This Rohi Rano (Rosi Rano) ruled until March 1731 when two of his temukungs, Ama Rati ..... and Leba..... ?, rebelled, since he wished to hand over his throne to his daughter's son Hili (Sili). Ama Rati thought he had the right to become Du Ae (King). The rebels were supported by Heb'a (Seba) and Liae but Hili (Sili) slipped away to Kupang on 11 March 1731. The Dutch intervened and succeeded to bring about a successful solution. Rohi Rano (Rosi Rano) declared that he was unable to rule any more, being quite old. Therefore his daughter's son Hili (Sili) (born 1705) succeeded. Hili Hab'a ( Sili Sab'a) then governed from 1731 until his death in 1798, being succeeded by his son Elias J'ara Hili (Elias Dj'ara Sili) (1798-after 1805). In other words, he ruled an astonishing 67 years - must be something of a record in documented Indonesian history! During his reign he was known as the upper regent (hoofd-regent) of Savu. His son, Elias J'ara Hili (Elias Dj'ara Sili) who was alive 1798-1806.

5) Hili Hab'a (Sili Sab'a) (1731 until his death in 1798).
6) Elias J'ara (Dj'ara) Hili (Sili) (1798-after 1805).
6) Rewa D'aga (in 1832).
7) (Ama Hili) Hab'a.....(Sili Sab'a) ruled before 1851-18 ??.
8) Ama Lai (Lay) D'aga..... (1858-186 ??).
9) Eduard Dj'ara Ludji.
10) (Ama Piga) Dj'ara..... (1868 until his death in 1911).

Royal dynasty then extinct in direct line. Then the Fettor-lineage began to rule.

11) Saul Wé Tanja (Tanya) Ludji (Fettor of Dimu (Timu) from 1908/Fettor, ruler of Dimu (Timu) from 1911; Fettor of the Sawu-"federation" from 1918. Born ca.1890. Died:???)
12) Tanja Ludji was temporary-Fettor (1905 died 1908)
13) Radja Tanja (chief dynasty; son).
14) Ludji Wé Tanya; nephew (was known to be the last nominated fettor, but never once ruled). Died early 1990s. By the 1980s the fettors could no longer play their role and fettors' decendants could no longer be nominated to rule as fettors and are thus now commoners.

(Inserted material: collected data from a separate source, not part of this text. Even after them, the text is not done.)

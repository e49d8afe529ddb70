use crate::{
    config::TessellatorConfig,
    terrain::{IndexBuffers, TerrainGeometry, TerrainSharedGeometry, TerrainTile, TerrainTileFactory, TerrainTileList},
    tile_data::{LevelSet, LruCache, Tile, TileKey},
    util::unique_id,
    view::DrawContext,
};
use bevy::{log::debug, math::DMat4, utils::HashMap};
use std::{
    mem,
    sync::Arc,
    time::{Duration, Instant},
};

/// Added to the detail hint of the tessellator.
/// With the default hint, tiles are subdivided while one of their cells covers more than ten pixels.
pub const TERRAIN_DETAIL_HINT_ORIGIN: f64 = 10.0;

#[derive(Clone, Copy, Debug, Default, PartialEq)]
pub struct TessellationStatistics {
    /// Tiles tested against the render criteria.
    pub tiles_visited: usize,
    /// Tiles rejected by the view frustum or the horizon.
    pub tiles_culled: usize,
    pub tiles_drawn: usize,
    pub geometry_regenerated: usize,
    pub max_level: u32,
    pub elapsed: Duration,
}

/// Selects the terrain tiles of each frame and keeps their geometry current.
///
/// Top level tiles live as long as the tessellator, finer tiles are kept in an LRU cache
/// between frames together with their extents and vertices.
pub struct Tessellator {
    id: u64,
    level_set: LevelSet,
    detail_hint: f64,
    extent_tolerance: f64,
    index_buffers: IndexBuffers,
    top_level_tiles: Vec<TerrainTile>,
    tile_cache: LruCache<TileKey, TerrainTile>,
    shared_geometry: HashMap<(u32, u32), Arc<TerrainSharedGeometry>>,
    geometry_counter: u64,
}

impl Tessellator {
    pub fn new(config: &TessellatorConfig) -> Self {
        Self {
            id: unique_id(),
            level_set: config.level_set.build(),
            detail_hint: config.detail_hint,
            extent_tolerance: config.extent_tolerance,
            index_buffers: config.index_buffers,
            top_level_tiles: Vec::new(),
            tile_cache: LruCache::new(config.tile_cache.capacity, config.tile_cache.low_water),
            shared_geometry: HashMap::default(),
            geometry_counter: 0,
        }
    }

    pub fn level_set(&self) -> &LevelSet {
        &self.level_set
    }

    pub fn detail_hint(&self) -> f64 {
        self.detail_hint
    }

    pub fn set_detail_hint(&mut self, detail_hint: f64) {
        self.detail_hint = detail_hint;
    }

    pub fn tile_cache(&self) -> &LruCache<TileKey, TerrainTile> {
        &self.tile_cache
    }

    /// The texture coordinates and indices of tiles with the given number of cells.
    pub fn shared_geometry(&mut self, tile_width: u32, tile_height: u32) -> Arc<TerrainSharedGeometry> {
        let index_buffers = self.index_buffers;

        self.shared_geometry
            .entry((tile_width, tile_height))
            .or_insert_with(|| Arc::new(TerrainSharedGeometry::new(tile_width, tile_height, index_buffers)))
            .clone()
    }

    /// Selects the terrain tiles visible from the navigator of the frame.
    ///
    /// Tiles outside of the view frustum or beyond the horizon are culled, so the union of
    /// the returned tiles covers the visible terrain only.
    ///
    /// Every tile of the returned list carries geometry computed for the globe stamp of `dc`.
    pub fn tessellate(&mut self, dc: &DrawContext) -> TerrainTileList {
        let start = Instant::now();
        let mut statistics = TessellationStatistics::default();
        let mut tiles = Vec::new();

        if self.top_level_tiles.is_empty() {
            self.create_top_level_tiles();
        }

        let mut top_level_tiles = mem::take(&mut self.top_level_tiles);

        for tile in &mut top_level_tiles {
            if dc.is_extent_visible(tile.update_extent(dc), self.extent_tolerance) {
                self.add_tile_or_descendants(dc, tile, &mut tiles, &mut statistics);
            } else {
                statistics.tiles_culled += 1;
            }
        }

        self.top_level_tiles = top_level_tiles;

        let sector = tiles
            .iter()
            .map(|tile: &TerrainTile| *tile.sector())
            .reduce(|union, sector| union.union(&sector));

        statistics.tiles_drawn = tiles.len();
        statistics.elapsed = start.elapsed();

        debug!(
            "Tessellated {} tiles up to level {}: visited {}, culled {}, regenerated {} in {:?}.",
            statistics.tiles_drawn,
            statistics.max_level,
            statistics.tiles_visited,
            statistics.tiles_culled,
            statistics.geometry_regenerated,
            statistics.elapsed
        );

        TerrainTileList {
            tiles,
            sector,
            stamp: dc.globe_stamp,
            globe: dc.globe.clone(),
            statistics,
        }
    }

    /// A tile is drawn as is, if it belongs to the last level or is fine enough for its distance to the eye.
    pub fn tile_meets_render_criteria(&self, dc: &DrawContext, tile: &mut Tile) -> bool {
        self.level_set.is_last_level(tile.level_number())
            || !tile.must_subdivide(dc, TERRAIN_DETAIL_HINT_ORIGIN + self.detail_hint)
    }

    /// Computes the vertices of the tile from the current elevations.
    ///
    /// The elevation model may answer with coarser data than the level asks for,
    /// the geometry is then refined again once better data has arrived and the stamp changes.
    pub fn regenerate_tile_geometry(&mut self, dc: &DrawContext, tile: &mut TerrainTile) {
        let (w, h) = (tile.level().tile_width(), tile.level().tile_height());
        let (num_lat, num_lon) = (h as usize + 1, w as usize + 1);
        let sector = *tile.sector();

        let mut elevations = vec![0.0; num_lat * num_lon];
        let resolution = dc.globe.elevation_model().elevations_for_sector(
            &sector,
            num_lat,
            num_lon,
            tile.level().texel_size(),
            dc.vertical_exaggeration,
            &mut elevations,
        );

        let centroid = sector.centroid();
        let center_elevation = elevations[(num_lat / 2) * num_lon + num_lon / 2];
        let reference_center = dc
            .globe
            .compute_point_from_location(centroid, center_elevation);

        let mut points = Vec::with_capacity(num_lat * num_lon);
        dc.globe.compute_points_from_positions(
            &sector,
            num_lat,
            num_lon,
            &elevations,
            reference_center,
            &mut points,
        );

        self.geometry_counter += 1;

        tile.geometry = Some(TerrainGeometry {
            stamp: dc.globe_stamp,
            reference_center,
            transform: DMat4::from_translation(reference_center),
            points: points.into(),
            shared: self.shared_geometry(w, h),
            vertex_buffer_key: format!("terrain_{}_{}_{}", self.id, tile.key(), self.geometry_counter),
            resolution,
        });
    }

    fn create_top_level_tiles(&mut self) {
        let level = self.level_set.first_level();

        self.top_level_tiles = self
            .level_set
            .tiles_at_level(self.level_set.sector(), level)
            .filter_map(|key| Tile::from_key(&self.level_set, key))
            .map(TerrainTile::new)
            .collect();
    }

    fn add_tile_or_descendants(
        &mut self,
        dc: &DrawContext,
        tile: &mut TerrainTile,
        tiles: &mut Vec<TerrainTile>,
        statistics: &mut TessellationStatistics,
    ) {
        statistics.tiles_visited += 1;

        let next_level = self.level_set.level(tile.level_number() + 1);

        let next_level = match next_level {
            Some(next_level) if !self.tile_meets_render_criteria(dc, tile) => next_level,
            _ => {
                self.add_tile(dc, tile, tiles, statistics);
                return;
            }
        };

        let children = tile.subdivide(next_level, &mut self.tile_cache, &TerrainTileFactory);

        for mut child in children {
            if dc.is_extent_visible(child.update_extent(dc), self.extent_tolerance) {
                self.add_tile_or_descendants(dc, &mut child, tiles, statistics);
            } else {
                statistics.tiles_culled += 1;
            }

            let size = child.cache_size();
            self.tile_cache.put(child.key(), child, size);
        }
    }

    fn add_tile(
        &mut self,
        dc: &DrawContext,
        tile: &mut TerrainTile,
        tiles: &mut Vec<TerrainTile>,
        statistics: &mut TessellationStatistics,
    ) {
        if !tile.has_current_geometry(&dc.globe_stamp) {
            self.regenerate_tile_geometry(dc, tile);
            statistics.geometry_regenerated += 1;
        }

        statistics.max_level = statistics.max_level.max(tile.level_number());
        tiles.push(tile.clone());
    }
}

#[cfg(test)]
mod tests {
    use super::*;
    use crate::{
        math::{Globe, Location, Sector},
        terrain::ZeroElevationModel,
        view::NavigatorState,
    };
    use bevy::math::UVec2;
    use rand::Rng;

    fn globe() -> Arc<Globe> {
        Arc::new(Globe::wgs84(Arc::new(ZeroElevationModel)))
    }

    fn draw_context(globe: &Arc<Globe>, location: Location, altitude: f64, vertical_exaggeration: f64) -> DrawContext {
        let navigator = NavigatorState::above(globe, location, altitude, 0.8, UVec2::new(1024, 768));
        DrawContext::new(globe.clone(), navigator, vertical_exaggeration, 0)
    }

    #[test]
    fn tiles_cover_the_view_without_overlap() {
        let globe = globe();
        let mut tessellator = Tessellator::new(&TessellatorConfig::default());
        let dc = draw_context(&globe, Location::new(45.0, 10.0), 2_000_000.0, 1.0);

        let terrain = tessellator.tessellate(&dc);

        assert!(!terrain.is_empty());
        assert_eq!(terrain.statistics.tiles_drawn, terrain.len());
        assert_eq!(terrain.stamp, dc.globe_stamp);

        for (index, tile) in terrain.iter().enumerate() {
            assert!(tile.has_current_geometry(&dc.globe_stamp));

            for other in &terrain.tiles[index + 1..] {
                assert!(!tile.sector().overlaps(other.sector()), "{} overlaps {}", tile.key(), other.key());
            }
        }

        let sector = terrain.sector.unwrap();
        assert!(sector.contains(45.0, 10.0));
        // the far side of the globe is culled
        assert!(!sector.contains(-45.0, -170.0));
    }

    #[test]
    fn terrain_behind_the_horizon_is_culled() {
        let globe = globe();
        let mut tessellator = Tessellator::new(&TessellatorConfig::default());
        let location = Location::new(45.0, 10.0);
        let terrain = tessellator.tessellate(&draw_context(&globe, location, 2_000_000.0, 1.0));

        let below = globe.surface_normal_at_location(location.latitude, location.longitude);
        let faces_the_eye = |latitude: f64, longitude: f64| {
            globe.surface_normal_at_location(latitude, longitude).dot(below) > 0.0
        };

        assert!(terrain.statistics.tiles_culled > 0);

        for tile in terrain.iter() {
            let sector = tile.sector();
            let centroid = sector.centroid();

            assert!(
                faces_the_eye(centroid.latitude, centroid.longitude)
                    || sector
                        .corners()
                        .iter()
                        .any(|corner| faces_the_eye(corner.latitude, corner.longitude)),
                "{} {} lies on the far side of the globe",
                tile.key(),
                sector
            );
        }

        let sector = terrain.sector.unwrap();
        assert!(sector.min_latitude() > -45.0);
    }

    #[test]
    fn closer_views_use_finer_tiles() {
        let globe = globe();
        let mut tessellator = Tessellator::new(&TessellatorConfig::default());

        let far = tessellator.tessellate(&draw_context(&globe, Location::new(0.0, 0.0), 10_000_000.0, 1.0));
        let near = tessellator.tessellate(&draw_context(&globe, Location::new(0.0, 0.0), 20_000.0, 1.0));

        assert!(near.statistics.max_level > far.statistics.max_level);

        let finest_near = near.min_tile_delta_latitude_in(&Sector::new(-0.1, 0.1, -0.1, 0.1)).unwrap();
        let finest_far = far.min_tile_delta_latitude_in(&Sector::new(-0.1, 0.1, -0.1, 0.1)).unwrap();
        assert!(finest_near < finest_far);
    }

    #[test]
    fn geometry_is_reused_until_the_globe_changes() {
        let globe = globe();
        let mut tessellator = Tessellator::new(&TessellatorConfig::default());

        let dc = draw_context(&globe, Location::new(30.0, -100.0), 1_000_000.0, 1.0);
        let first = tessellator.tessellate(&dc);
        assert_eq!(first.statistics.geometry_regenerated, first.len());

        let second = tessellator.tessellate(&dc);
        assert_eq!(second.len(), first.len());
        assert_eq!(second.statistics.geometry_regenerated, 0);

        let exaggerated = draw_context(&globe, Location::new(30.0, -100.0), 1_000_000.0, 2.0);
        let third = tessellator.tessellate(&exaggerated);
        assert_eq!(third.statistics.geometry_regenerated, third.len());

        let keys = |list: &TerrainTileList| {
            list.iter()
                .filter_map(|tile| tile.geometry.as_ref())
                .map(|geometry| geometry.vertex_buffer_key.clone())
                .collect::<Vec<_>>()
        };
        assert_eq!(keys(&first), keys(&second));
        assert!(keys(&first)
            .iter()
            .all(|key| !keys(&third).contains(key)));
    }

    #[test]
    fn detail_hint_coarsens_the_terrain() {
        let globe = globe();
        let dc = draw_context(&globe, Location::new(-20.0, 140.0), 500_000.0, 1.0);

        let mut fine = Tessellator::new(&TessellatorConfig::default());
        let mut coarse = Tessellator::new(&TessellatorConfig {
            detail_hint: 40.0,
            ..Default::default()
        });

        assert!(fine.tessellate(&dc).len() > coarse.tessellate(&dc).len());
    }

    #[test]
    fn surface_points_lie_on_the_terrain() {
        let globe = globe();
        let mut tessellator = Tessellator::new(&TessellatorConfig::default());
        let location = Location::new(52.0, 13.0);
        let terrain = tessellator.tessellate(&draw_context(&globe, location, 200_000.0, 1.0));

        let mut rng = rand::rng();

        for _ in 0..100 {
            let latitude = location.latitude + rng.random_range(-0.5..0.5);
            let longitude = location.longitude + rng.random_range(-0.5..0.5);

            let point = terrain.surface_point(latitude, longitude, 0.0).unwrap();
            let expected = globe.compute_point_from_position(latitude, longitude, 0.0);
            // the mesh cuts the ellipsoid between its vertices
            assert!(point.distance(expected) < 100.0);

            let raised = terrain.surface_point(latitude, longitude, 1_000.0).unwrap();
            assert!((raised.distance(point) - 1_000.0).abs() < 1e-6);
        }

        assert!(terrain.surface_point(-52.0, -167.0, 0.0).is_none());
    }

    #[test]
    fn subdivided_tiles_return_to_the_cache() {
        let globe = globe();
        let mut tessellator = Tessellator::new(&TessellatorConfig::default());

        let terrain = tessellator.tessellate(&draw_context(&globe, Location::new(0.0, 0.0), 50_000.0, 1.0));

        assert!(terrain.statistics.max_level > 0);
        assert!(!tessellator.tile_cache().is_empty());
        assert!(terrain
            .iter()
            .filter(|tile| tile.level_number() > 0)
            .all(|tile| tessellator.tile_cache().contains(&tile.key())));
    }
}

Menia (of Heb'a/Seba) Principality

1) Tero Weo was the first King recognized by the Dutch).
2) (Ama Gaja) Bengu Tagi (father of Gaja Bengu and Rehi Bengu, ruled 1760 until at least 1790).
3) Gaja Bengu (ruled until 1794, died the very year).
3) Rehi Bengu (in 1794 -...). A certain (Ama Piga) Tagi..... was named as King in 1832.
4) Tagi Rehi (Ama Gaja ); son. 1842 until 1868.
5) (Ama Lena) Rihi.....(Risi) (1868-1873. Deposed because of his excessively temparental character. In 1874 officially merged with Heb'a (Seba). The end of Menia as a principality.)

Kore Rohi of Menia (fettor?) who was succeeded by his son Dimu Kore.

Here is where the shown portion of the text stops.